== Segment start ==

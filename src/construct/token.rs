use std::fmt::Display;

use crate::common::span::Spanned;

/// The classes of token the lexer can output.
/// `String` is part of the grammar the parser understands,
/// but the lexer never produces it.
#[derive(Debug, Clone, Copy, PartialEq, Eq, proptest_derive::Arbitrary)]
pub enum TokenKind {
    Paren,
    Name,
    Number,
    String,
}

impl Display for TokenKind {
    fn fmt(&self, f: &mut std::fmt::Formatter<'_>) -> std::fmt::Result {
        let name = match self {
            TokenKind::Paren => "paren",
            TokenKind::Name => "name",
            TokenKind::Number => "number",
            TokenKind::String => "string",
        };

        write!(f, "{}", name)
    }
}

/// A single lexical unit: its class plus the literal text it
/// was lexed from. `Token`s can be spanned using
/// `Spanned<Token>`.
#[derive(Debug, Clone, PartialEq, Eq, proptest_derive::Arbitrary)]
pub struct Token {
    pub kind: TokenKind,
    pub text: String,
}

pub type Tokens = Vec<Spanned<Token>>;

impl Token {
    pub fn new(kind: TokenKind, text: &str) -> Token {
        Token {
            kind,
            text: text.to_string(),
        }
    }

    pub fn paren(paren: char) -> Token {
        Token {
            kind: TokenKind::Paren,
            text: paren.to_string(),
        }
    }

    pub fn name(name: &str) -> Token {
        Token::new(TokenKind::Name, name)
    }

    pub fn number(number: &str) -> Token {
        Token::new(TokenKind::Number, number)
    }

    pub fn string(string: &str) -> Token {
        Token::new(TokenKind::String, string)
    }

    pub fn is_open(&self) -> bool {
        self.kind == TokenKind::Paren && self.text == "("
    }

    pub fn is_close(&self) -> bool {
        self.kind == TokenKind::Paren && self.text == ")"
    }

    /// How the token reads in an error message.
    pub fn describe(&self) -> String {
        match self.kind {
            TokenKind::Paren if self.is_open() => "an opening parenthesis".to_string(),
            TokenKind::Paren => "a closing parenthesis".to_string(),
            TokenKind::Name => format!("the name `{}`", self.text),
            TokenKind::Number => format!("the number `{}`", self.text),
            TokenKind::String => format!("the string `{}`", self.text),
        }
    }
}

impl Display for Token {
    /// One line of the token dump: `<kind> <text>`.
    fn fmt(&self, f: &mut std::fmt::Formatter<'_>) -> std::fmt::Result {
        write!(f, "{} {}", self.kind, self.text)
    }
}

/// Renders a token stream one token per line.
pub fn dump(tokens: &[Spanned<Token>]) -> String {
    tokens
        .iter()
        .map(|token| format!("{}\n", token.item))
        .collect()
}

#[cfg(test)]
mod test {
    use super::*;
    use crate::common::{Source, Span};

    #[test]
    fn parens() {
        assert!(Token::paren('(').is_open());
        assert!(Token::paren(')').is_close());
        assert!(!Token::name("add").is_open());
        assert!(!Token::number("2").is_close());
    }

    #[test]
    fn dump_lines() {
        let source = Source::source("(add 2)");
        let tokens = vec![
            Spanned::new(Token::paren('('), Span::new(&source, 0, 1)),
            Spanned::new(Token::name("add"), Span::new(&source, 1, 3)),
            Spanned::new(Token::number("2"), Span::new(&source, 5, 1)),
            Spanned::new(Token::paren(')'), Span::new(&source, 6, 1)),
        ];

        assert_eq!(dump(&tokens), "paren (\nname add\nnumber 2\nparen )\n");
    }

    #[test]
    fn describe() {
        assert_eq!(Token::paren(')').describe(), "a closing parenthesis");
        assert_eq!(Token::name("add").describe(), "the name `add`");
    }
}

== Segment end ==

Work instruction
Going through the data above, count the lines where the string "parenthesis" appears, and answer with only that number.

Result for this task
3